Modulation of CB1 and CB2 receptors and endocannabinoid activity in inflammatory bowel diseases.

The endocannabinoid system (ECS) and nociceptin receptor (NOP) have been implicated in the pathology of inflammatory bowel diseases (IBD) mediating pain and alleviating inflammation. In this study we searched for the possible activation of ECS and NOP system and the correlation between CB1, CB2 and NOP receptors in IBD patients. Patients diagnosed with IBDs who underwent colonic surgical resection or biopsy at colonoscopy and control group (patients without diagnosis of IBD, which colonoscopy for the different medical indications) were recruited into the study. In surgical specimen the quantification of endocannabinoids was obtained by liquid chromatography-atmospheric pressure chemical ionization-mass spectrometry. In biopsy specimen, the expression of genes encoding CB1, CB2, and NOP receptors was determined with real-time RT-PCR. The relative expression of CB1 and CB2 receptors in human samples with IBD compared to the unrelated controls (HC) group was reduced compared to the controls, but no differences in relative expression of NOP receptor were detected. Statistical significance difference was reached only between the level of a relative expression of CB1 receptor in ulcerative colitis (UC) and HC groups (498 (57.45-1890) and 4946 (2098--12818) (P<0.05)).

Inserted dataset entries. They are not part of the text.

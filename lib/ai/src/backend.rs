//! LLM backend abstraction.
//!
//! Provides a unified interface over hosted chat-completion providers. The
//! gateway only needs one capability: a message list, a temperature and a
//! model in, a single text completion (or a typed failure) out.

use crate::error::LlmError;
use async_trait::async_trait;
use serde::{Deserialize, Serialize};

/// Available LLM providers.
#[derive(Debug, Clone, Copy, PartialEq, Eq, Serialize, Deserialize)]
#[serde(rename_all = "snake_case")]
pub enum LlmProvider {
    /// OpenAI API.
    OpenAi,
    /// Generic OpenAI-compatible API.
    OpenAiCompatible,
}

/// Configuration for an LLM backend.
#[derive(Debug, Clone, Serialize, Deserialize)]
pub struct LlmBackendConfig {
    /// The provider type.
    pub provider: LlmProvider,
    /// Base URL for the API, without the `/v1/...` suffix.
    pub base_url: String,
    /// Model identifier.
    pub model: String,
    /// API key (if required).
    pub api_key: Option<String>,
    /// Request timeout in seconds.
    pub timeout_secs: u64,
}

impl LlmBackendConfig {
    /// Default request timeout.
    pub const DEFAULT_TIMEOUT_SECS: u64 = 60;

    /// Creates a configuration for the hosted OpenAI API.
    #[must_use]
    pub fn openai(api_key: impl Into<String>, model: impl Into<String>) -> Self {
        Self {
            provider: LlmProvider::OpenAi,
            base_url: "https://api.openai.com".to_string(),
            model: model.into(),
            api_key: Some(api_key.into()),
            timeout_secs: Self::DEFAULT_TIMEOUT_SECS,
        }
    }

    /// Creates a configuration for any OpenAI-compatible endpoint.
    #[must_use]
    pub fn openai_compatible(base_url: impl Into<String>, model: impl Into<String>) -> Self {
        Self {
            provider: LlmProvider::OpenAiCompatible,
            base_url: base_url.into(),
            model: model.into(),
            api_key: None,
            timeout_secs: Self::DEFAULT_TIMEOUT_SECS,
        }
    }

    /// Sets the API key.
    #[must_use]
    pub fn with_api_key(mut self, api_key: impl Into<String>) -> Self {
        self.api_key = Some(api_key.into());
        self
    }

    /// Sets the request timeout.
    #[must_use]
    pub fn with_timeout_secs(mut self, timeout_secs: u64) -> Self {
        self.timeout_secs = timeout_secs;
        self
    }
}

/// A request to an LLM.
#[derive(Debug, Clone, Serialize, Deserialize)]
pub struct LlmRequest {
    /// Ordered conversation, system directive first when present.
    pub messages: Vec<LlmMessage>,
    /// Temperature for sampling.
    pub temperature: Option<f32>,
    /// Maximum tokens to generate.
    pub max_tokens: Option<u32>,
}

impl LlmRequest {
    /// Creates a request from an ordered message list.
    #[must_use]
    pub fn new(messages: Vec<LlmMessage>) -> Self {
        Self {
            messages,
            temperature: None,
            max_tokens: None,
        }
    }

    /// Puts a system message in front of the conversation.
    #[must_use]
    pub fn with_system(mut self, system: impl Into<String>) -> Self {
        self.messages.insert(0, LlmMessage::system(system));
        self
    }

    /// Sets the temperature.
    #[must_use]
    pub fn with_temperature(mut self, temperature: f32) -> Self {
        self.temperature = Some(temperature);
        self
    }

    /// Sets the max tokens.
    #[must_use]
    pub fn with_max_tokens(mut self, max_tokens: u32) -> Self {
        self.max_tokens = Some(max_tokens);
        self
    }
}

/// A message in a conversation.
#[derive(Debug, Clone, PartialEq, Eq, Serialize, Deserialize)]
pub struct LlmMessage {
    /// The role of the message sender.
    pub role: MessageRole,
    /// The content of the message.
    pub content: String,
}

impl LlmMessage {
    /// Creates a message with an explicit role.
    #[must_use]
    pub fn new(role: MessageRole, content: impl Into<String>) -> Self {
        Self {
            role,
            content: content.into(),
        }
    }

    /// Creates a user message.
    #[must_use]
    pub fn user(content: impl Into<String>) -> Self {
        Self::new(MessageRole::User, content)
    }

    /// Creates an assistant message.
    #[must_use]
    pub fn assistant(content: impl Into<String>) -> Self {
        Self::new(MessageRole::Assistant, content)
    }

    /// Creates a system message.
    #[must_use]
    pub fn system(content: impl Into<String>) -> Self {
        Self::new(MessageRole::System, content)
    }
}

/// The role of a message sender.
#[derive(Debug, Clone, Copy, PartialEq, Eq, Serialize, Deserialize)]
#[serde(rename_all = "lowercase")]
pub enum MessageRole {
    /// User/human message.
    User,
    /// Assistant/AI message.
    Assistant,
    /// System message.
    System,
}

/// A response from an LLM.
#[derive(Debug, Clone, Serialize, Deserialize)]
pub struct LlmResponse {
    /// Text of the first choice.
    pub content: String,
    /// Token usage statistics.
    pub usage: TokenUsage,
    /// Model that generated the response.
    pub model: String,
}

/// Token usage statistics.
#[derive(Debug, Clone, Default, PartialEq, Eq, Serialize, Deserialize)]
pub struct TokenUsage {
    /// Number of input tokens.
    pub input_tokens: u32,
    /// Number of output tokens.
    pub output_tokens: u32,
}

impl TokenUsage {
    /// Returns the total number of tokens.
    #[must_use]
    pub fn total(&self) -> u32 {
        self.input_tokens + self.output_tokens
    }
}

/// Trait for LLM backends.
///
/// Implementations handle their own authentication.
#[async_trait]
pub trait LlmBackend: Send + Sync {
    /// Generates a response for the given request.
    ///
    /// # Errors
    ///
    /// Returns an error if the LLM call fails.
    async fn generate(&self, request: &LlmRequest) -> Result<LlmResponse, LlmError>;

    /// Returns the provider type.
    fn provider(&self) -> LlmProvider;

    /// Returns the model name.
    fn model(&self) -> &str;
}

#[cfg(test)]
mod tests {
    use super::*;

    #[test]
    fn llm_request_builder() {
        let request = LlmRequest::new(vec![LlmMessage::user("Hello, world!")])
            .with_system("You are a helpful assistant.")
            .with_temperature(0.7)
            .with_max_tokens(100);

        assert_eq!(request.messages.len(), 2);
        assert_eq!(
            request.messages[0],
            LlmMessage::system("You are a helpful assistant.")
        );
        assert_eq!(request.messages[1].content, "Hello, world!");
        assert_eq!(request.temperature, Some(0.7));
        assert_eq!(request.max_tokens, Some(100));
    }

    #[test]
    fn message_role_serializes_lowercase() {
        let json = serde_json::to_string(&LlmMessage::assistant("hi")).expect("serialize");
        assert_eq!(json, r#"{"role":"assistant","content":"hi"}"#);
    }

    #[test]
    fn token_usage_total() {
        let usage = TokenUsage {
            input_tokens: 100,
            output_tokens: 50,
        };
        assert_eq!(usage.total(), 150);
    }

    #[test]
    fn openai_config_defaults() {
        let config = LlmBackendConfig::openai("sk-test", "gpt-4o-mini");
        assert_eq!(config.provider, LlmProvider::OpenAi);
        assert_eq!(config.base_url, "https://api.openai.com");
        assert_eq!(config.timeout_secs, LlmBackendConfig::DEFAULT_TIMEOUT_SECS);
        assert_eq!(config.api_key.as_deref(), Some("sk-test"));
    }

    #[test]
    fn compatible_config_has_no_key_by_default() {
        let config = LlmBackendConfig::openai_compatible("http://localhost:11434", "llama3")
            .with_timeout_secs(5);
        assert_eq!(config.provider, LlmProvider::OpenAiCompatible);
        assert!(config.api_key.is_none());
        assert_eq!(config.timeout_secs, 5);
    }
}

A statistically significant positive correlation between the relative expression of CB1 and NOP receptors (r=0.83, P<0.05) as well as CB2 and NOP receptors in Crohn's disease (CD) (r=0.87, P<0.05) was found. Several endocannabinoids were significantly (P<0.05) increased in tissue collected from UC and CD patients in comparison to controls. CB1 and CB2 but not NOP receptors were found to be downregulated in IBD. Correlation of CB1, CB2 and NOP expression may suggest their common roles and shared molecular pathways in CD. Upregulated level of several endocannabinoids may point out to their role in IBD. Their estimation may be possibly useful in IBD diagnostics.